* PROBLEM DETAILS: Starting with the first line, output the data exactly through to the end.

* Data records:
——

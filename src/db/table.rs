//! Entity counter table with a transactional change log.
//!
//! Every write appends a change event to `stream_records` in the same
//! transaction, so the log never shows a write that did not commit.

use super::Db;
use crate::backend::TableBackend;
use crate::error::{Error, Result};
use crate::model::{ChangeEvent, EntityMessages, ShardId};
use async_trait::async_trait;
use chrono::Utc;
use sqlx::{Postgres, Transaction};
use std::collections::hash_map::DefaultHasher;
use std::hash::{Hash, Hasher};
use std::sync::Arc;

pub struct PgEntityTable {
    db: Arc<Db>,
    table_name: String,
    stream_name: String,
    shard_count: usize,
}

impl PgEntityTable {
    pub fn new(db: Arc<Db>, table_name: &str, stream_name: &str, shard_count: usize) -> Self {
        Self {
            db,
            table_name: table_name.to_string(),
            stream_name: stream_name.to_string(),
            shard_count: shard_count.max(1),
        }
    }

    /// Current counter value, if the entity exists.
    pub async fn get(&self, entity_id: &str) -> Result<Option<i64>> {
        let row: Option<(i64,)> = sqlx::query_as(
            "SELECT message_count FROM entity_counters WHERE table_name = $1 AND entity_id = $2",
        )
        .bind(&self.table_name)
        .bind(entity_id)
        .fetch_optional(self.db.pool())
        .await?;
        Ok(row.map(|(count,)| count))
    }

    fn shard_for(&self, entity_id: &str) -> ShardId {
        let mut hasher = DefaultHasher::new();
        entity_id.hash(&mut hasher);
        ShardId::from_index((hasher.finish() % self.shard_count as u64) as usize)
    }

    async fn append_change(
        &self,
        tx: &mut Transaction<'_, Postgres>,
        entity_id: &str,
        old: Option<i64>,
        new: i64,
    ) -> Result<()> {
        let shard = self.shard_for(entity_id);

        // Serializes appends per shard until commit.
        let closed: Option<(bool,)> = sqlx::query_as(
            "SELECT closed FROM stream_shards WHERE stream_name = $1 AND shard_id = $2 FOR UPDATE",
        )
        .bind(&self.stream_name)
        .bind(&shard.0)
        .fetch_optional(&mut **tx)
        .await?;
        match closed {
            None => {
                return Err(Error::NotFound(format!(
                    "shard {shard} of stream {}",
                    self.stream_name
                )));
            }
            Some((true,)) => {
                return Err(Error::Backend(format!("shard {shard} is closed")));
            }
            Some((false,)) => {}
        }

        let event = ChangeEvent::counter_change(&self.table_name, entity_id, old, new, Utc::now());
        sqlx::query(
            "INSERT INTO stream_records (stream_name, shard_id, partition_key, data)
             VALUES ($1, $2, $3, $4)",
        )
        .bind(&self.stream_name)
        .bind(&shard.0)
        .bind(entity_id)
        .bind(event.to_bytes()?)
        .execute(&mut **tx)
        .await?;
        Ok(())
    }
}

#[async_trait]
impl TableBackend for PgEntityTable {
    async fn put(&self, item: &EntityMessages) -> Result<()> {
        let mut tx = self.db.pool().begin().await?;

        let old: Option<(i64,)> = sqlx::query_as(
            "SELECT message_count FROM entity_counters
             WHERE table_name = $1 AND entity_id = $2 FOR UPDATE",
        )
        .bind(&self.table_name)
        .bind(&item.entity_id)
        .fetch_optional(&mut *tx)
        .await?;

        sqlx::query(
            "INSERT INTO entity_counters (table_name, entity_id, message_count)
             VALUES ($1, $2, $3)
             ON CONFLICT (table_name, entity_id)
             DO UPDATE SET message_count = EXCLUDED.message_count, updated_at = now()",
        )
        .bind(&self.table_name)
        .bind(&item.entity_id)
        .bind(item.message_count)
        .execute(&mut *tx)
        .await?;

        self.append_change(
            &mut tx,
            &item.entity_id,
            old.map(|(count,)| count),
            item.message_count,
        )
        .await?;
        tx.commit().await?;
        Ok(())
    }

    async fn update_counter(&self, entity_id: &str, delta: i64) -> Result<i64> {
        let mut tx = self.db.pool().begin().await?;

        let row: Option<(i64,)> = sqlx::query_as(
            "UPDATE entity_counters
             SET message_count = message_count + $3, updated_at = now()
             WHERE table_name = $1 AND entity_id = $2
             RETURNING message_count",
        )
        .bind(&self.table_name)
        .bind(entity_id)
        .bind(delta)
        .fetch_optional(&mut *tx)
        .await?;
        let (new,) = row.ok_or_else(|| {
            Error::NotFound(format!("entity {entity_id} in table {}", self.table_name))
        })?;

        self.append_change(&mut tx, entity_id, Some(new - delta), new)
            .await?;
        tx.commit().await?;
        Ok(new)
    }
}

——

* WRITTEN ANSWER:
filename src/db/table.rs
//! Entity counter table with a transactional change log.
//!
//! Every write appends a change event to `stream_records` in the same
//! transaction, so the log never shows a write that did not commit.

use super::Db;
use crate::backend::TableBackend;
use crate::error::{Error, Result};
use crate::model::{ChangeEvent, EntityMessages, ShardId};
use async_trait::async_trait;
use chrono::Utc;
use sqlx::{Postgres, Transaction};
use std::collections::hash_map::DefaultHasher;
use std::hash::{Hash, Hasher};
use std::sync::Arc;

pub struct PgEntityTable {
    db: Arc<Db>,
    table_name: String,
    stream_name: String,
    shard_count: usize,
}

impl PgEntityTable {
    pub fn new(db: Arc<Db>, table_name: &str, stream_name: &str, shard_count: usize) -> Self {
        Self {
            db,
            table_name: table_name.to_string(),
            stream_name: stream_name.to_string(),
            shard_count: shard_count.max(1),
        }
    }

    /// Current counter value, if the entity exists.
    pub async fn get(&self, entity_id: &str) -> Result<Option<i64>> {
        let row: Option<(i64,)> = sqlx::query_as(
            "SELECT message_count FROM entity_counters WHERE table_name = $1 AND entity_id = $2",
        )
        .bind(&self.table_name)
        .bind(entity_id)
        .fetch_optional(self.db.pool())
        .await?;
        Ok(row.map(|(count,)| count))
    }

    fn shard_for(&self, entity_id: &str) -> ShardId {
        let mut hasher = DefaultHasher::new();
        entity_id.hash(&mut hasher);
        ShardId::from_index((hasher.finish() % self.shard_count as u64) as usize)
    }

    async fn append_change(
        &self,
        tx: &mut Transaction<'_, Postgres>,
        entity_id: &str,
        old: Option<i64>,
        new: i64,
    ) -> Result<()> {
        let shard = self.shard_for(entity_id);

        // Serializes appends per shard until commit.
        let closed: Option<(bool,)> = sqlx::query_as(
            "SELECT closed FROM stream_shards WHERE stream_name = $1 AND shard_id = $2 FOR UPDATE",
        )
        .bind(&self.stream_name)
        .bind(&shard.0)
        .fetch_optional(&mut **tx)
        .await?;
        match closed {
            None => {
                return Err(Error::NotFound(format!(
                    "shard {shard} of stream {}",
                    self.stream_name
                )));
            }
            Some((true,)) => {
                return Err(Error::Backend(format!("shard {shard} is closed")));
            }
            Some((false,)) => {}
        }

        let event = ChangeEvent::counter_change(&self.table_name, entity_id, old, new, Utc::now());
        sqlx::query(
            "INSERT INTO stream_records (stream_name, shard_id, partition_key, data)
             VALUES ($1, $2, $3, $4)",
        )
        .bind(&self.stream_name)
        .bind(&shard.0)
        .bind(entity_id)
        .bind(event.to_bytes()?)
        .execute(&mut **tx)
        .await?;
        Ok(())
    }
}

#[async_trait]
impl TableBackend for PgEntityTable {
    async fn put(&self, item: &EntityMessages) -> Result<()> {
        let mut tx = self.db.pool().begin().await?;

        let old: Option<(i64,)> = sqlx::query_as(
            "SELECT message_count FROM entity_counters
             WHERE table_name = $1 AND entity_id = $2 FOR UPDATE",
        )
        .bind(&self.table_name)
        .bind(&item.entity_id)
        .fetch_optional(&mut *tx)
        .await?;

        sqlx::query(
            "INSERT INTO entity_counters (table_name, entity_id, message_count)
             VALUES ($1, $2, $3)
             ON CONFLICT (table_name, entity_id)
             DO UPDATE SET message_count = EXCLUDED.message_count, updated_at = now()",
        )
        .bind(&self.table_name)
        .bind(&item.entity_id)
        .bind(item.message_count)
        .execute(&mut *tx)
        .await?;

        self.append_change(
            &mut tx,
            &item.entity_id,
            old.map(|(count,)| count),
            item.message_count,
        )
        .await?;
        tx.commit().await?;
        Ok(())
    }

    async fn update_counter(&self, entity_id: &str, delta: i64) -> Result<i64> {
        let mut tx = self.db.pool().begin().await?;

        let row: Option<(i64,)> = sqlx::query_as(
            "UPDATE entity_counters
             SET message_count = message_count + $3, updated_at = now()
             WHERE table_name = $1 AND entity_id = $2
             RETURNING message_count",
        )
        .bind(&self.table_name)
        .bind(entity_id)
        .bind(delta)
        .fetch_optional(&mut *tx)
        .await?;
        let (new,) = row.ok_or_else(|| {
            Error::NotFound(format!("entity {entity_id} in table {}", self.table_name))
        })?;

        self.append_change(&mut tx, entity_id, Some(new - delta), new)
            .await?;
        tx.commit().await?;
        Ok(new)
    }
}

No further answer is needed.